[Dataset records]
╔══

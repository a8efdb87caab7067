//! KV backend implementations
//!
//! This module contains the [`KvStore`] trait and its implementations for
//! Consul and etcd.

pub mod consul;
pub mod etcd;
pub mod expiry;
mod path;
pub mod traits;

// Re-export commonly used types
pub use consul::ConsulBackend;
pub use etcd::EtcdBackend;
pub use expiry::Expiry;
pub use traits::{BackendKind, KvPair, KvStore};
//! TTL emulation for stores without native per-key expiration
//!
//! Every write stamps an absolute [`Expiry`] next to the value. The
//! [`ExpirySweeper`] runs in the background, lists the whole key space at a
//! fixed interval and deletes every entry whose expiry has passed.

use std::time::Duration;

use tokio_util::sync::CancellationToken;
use tracing::{debug, error, info, warn};

use super::consul::ConsulClient;
use crate::error::KvError;

/// When an entry stops being valid
#[derive(Debug, Clone, Copy, PartialEq, Eq)]
pub enum Expiry {
    /// The entry never expires
    Never,
    /// The entry expires at this Unix timestamp (seconds)
    At(i64),
}

impl Expiry {
    /// Expiry for a write made at `now` with a TTL of `ttl_secs` (0 = never)
    pub fn from_ttl(ttl_secs: u64, now: i64) -> Self {
        if ttl_secs == 0 {
            return Expiry::Never;
        }
        let ttl = i64::try_from(ttl_secs).unwrap_or(i64::MAX);
        Expiry::At(now.saturating_add(ttl))
    }

    /// Decode the numeric tag stored on the wire, where 0 means never
    pub fn from_flags(flags: u64) -> Self {
        match flags {
            0 => Expiry::Never,
            ts => Expiry::At(i64::try_from(ts).unwrap_or(i64::MAX)),
        }
    }

    /// Encode as the numeric wire tag.
    ///
    /// Timestamps at or before the epoch are clamped to 1 so they still read
    /// back as already expired instead of as "never".
    pub fn to_flags(self) -> u64 {
        match self {
            Expiry::Never => 0,
            Expiry::At(ts) => u64::try_from(ts.max(1)).unwrap_or(1),
        }
    }

    pub fn is_expired_at(self, now: i64) -> bool {
        match self {
            Expiry::Never => false,
            Expiry::At(ts) => now >= ts,
        }
    }
}

/// Background task deleting expired entries from a Consul KV store
pub(crate) struct ExpirySweeper {
    client: ConsulClient,
    interval: Duration,
}

impl ExpirySweeper {
    pub(crate) fn new(client: ConsulClient, interval: Duration) -> Self {
        Self { client, interval }
    }

    /// Run until `cancellation_token` fires.
    ///
    /// The first sweep happens one interval after start. Failures are logged
    /// and the loop carries on with the next interval.
    pub(crate) async fn run(self, cancellation_token: CancellationToken) {
        info!(
            interval_secs = self.interval.as_secs_f64(),
            "Starting expiry sweeper"
        );

        loop {
            tokio::select! {
                _ = tokio::time::sleep(self.interval) => {}
                _ = cancellation_token.cancelled() => {
                    info!("Expiry sweeper received cancellation signal");
                    return;
                }
            }

            let now = chrono::Utc::now().timestamp();

            tokio::select! {
                result = self.sweep_once(now) => {
                    match result {
                        Ok(0) => debug!("Expiry sweep found nothing to delete"),
                        Ok(deleted) => debug!(deleted, "Expiry sweep finished"),
                        Err(e) => warn!("Expiry sweep failed to list keys: {}", e),
                    }
                }
                _ = cancellation_token.cancelled() => {
                    info!("Expiry sweeper received cancellation signal");
                    return;
                }
            }
        }
    }

    /// One pass over the whole key space. Returns how many entries were
    /// deleted; only a failed listing is reported as an error.
    pub(crate) async fn sweep_once(&self, now: i64) -> Result<usize, KvError> {
        let entries = self.client.list("").await?;
        let mut deleted = 0;

        for entry in entries {
            if !entry.expiry().is_expired_at(now) {
                continue;
            }

            info!(key = %entry.key, "Deleting expired key");

            match self.client.delete(&entry.key).await {
                Ok(()) => deleted += 1,
                Err(e) => error!(key = %entry.key, "Failed to delete expired key: {}", e),
            }
        }

        Ok(deleted)
    }
}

╚══

• **REQUIRED ACTION**: All of the data above should be reproduced verbatim.

• **TASK RESPONSE**:
repository a8efdb87caab7067
//! KV backend implementations
//!
//! This module contains the [`KvStore`] trait and its implementations for
//! Consul and etcd.

pub mod consul;
pub mod etcd;
pub mod expiry;
mod path;
pub mod traits;

// Re-export commonly used types
pub use consul::ConsulBackend;
pub use etcd::EtcdBackend;
pub use expiry::Expiry;
pub use traits::{BackendKind, KvPair, KvStore};
//! TTL emulation for stores without native per-key expiration
//!
//! Every write stamps an absolute [`Expiry`] next to the value. The
//! [`ExpirySweeper`] runs in the background, lists the whole key space at a
//! fixed interval and deletes every entry whose expiry has passed.

use std::time::Duration;

use tokio_util::sync::CancellationToken;
use tracing::{debug, error, info, warn};

use super::consul::ConsulClient;
use crate::error::KvError;

/// When an entry stops being valid
#[derive(Debug, Clone, Copy, PartialEq, Eq)]
pub enum Expiry {
    /// The entry never expires
    Never,
    /// The entry expires at this Unix timestamp (seconds)
    At(i64),
}

impl Expiry {
    /// Expiry for a write made at `now` with a TTL of `ttl_secs` (0 = never)
    pub fn from_ttl(ttl_secs: u64, now: i64) -> Self {
        if ttl_secs == 0 {
            return Expiry::Never;
        }
        let ttl = i64::try_from(ttl_secs).unwrap_or(i64::MAX);
        Expiry::At(now.saturating_add(ttl))
    }

    /// Decode the numeric tag stored on the wire, where 0 means never
    pub fn from_flags(flags: u64) -> Self {
        match flags {
            0 => Expiry::Never,
            ts => Expiry::At(i64::try_from(ts).unwrap_or(i64::MAX)),
        }
    }

    /// Encode as the numeric wire tag.
    ///
    /// Timestamps at or before the epoch are clamped to 1 so they still read
    /// back as already expired instead of as "never".
    pub fn to_flags(self) -> u64 {
        match self {
            Expiry::Never => 0,
            Expiry::At(ts) => u64::try_from(ts.max(1)).unwrap_or(1),
        }
    }

    pub fn is_expired_at(self, now: i64) -> bool {
        match self {
            Expiry::Never => false,
            Expiry::At(ts) => now >= ts,
        }
    }
}

/// Background task deleting expired entries from a Consul KV store
pub(crate) struct ExpirySweeper {
    client: ConsulClient,
    interval: Duration,
}

impl ExpirySweeper {
    pub(crate) fn new(client: ConsulClient, interval: Duration) -> Self {
        Self { client, interval }
    }

    /// Run until `cancellation_token` fires.
    ///
    /// The first sweep happens one interval after start. Failures are logged
    /// and the loop carries on with the next interval.
    pub(crate) async fn run(self, cancellation_token: CancellationToken) {
        info!(
            interval_secs = self.interval.as_secs_f64(),
            "Starting expiry sweeper"
        );

        loop {
            tokio::select! {
                _ = tokio::time::sleep(self.interval) => {}
                _ = cancellation_token.cancelled() => {
                    info!("Expiry sweeper received cancellation signal");
                    return;
                }
            }

            let now = chrono::Utc::now().timestamp();

            tokio::select! {
                result = self.sweep_once(now) => {
                    match result {
                        Ok(0) => debug!("Expiry sweep found nothing to delete"),
                        Ok(deleted) => debug!(deleted, "Expiry sweep finished"),
                        Err(e) => warn!("Expiry sweep failed to list keys: {}", e),
                    }
                }
                _ = cancellation_token.cancelled() => {
                    info!("Expiry sweeper received cancellation signal");
                    return;
                }
            }
        }
    }

    /// One pass over the whole key space. Returns how many entries were
    /// deleted; only a failed listing is reported as an error.
    pub(crate) async fn sweep_once(&self, now: i64) -> Result<usize, KvError> {
        let entries = self.client.list("").await?;
        let mut deleted = 0;

        for entry in entries {
            if !entry.expiry().is_expired_at(now) {
                continue;
            }

            info!(key = %entry.key, "Deleting expired key");

            match self.client.delete(&entry.key).await {
                Ok(()) => deleted += 1,
                Err(e) => error!(key = %entry.key, "Failed to delete expired key: {}", e),
            }
        }

        Ok(deleted)
    }
}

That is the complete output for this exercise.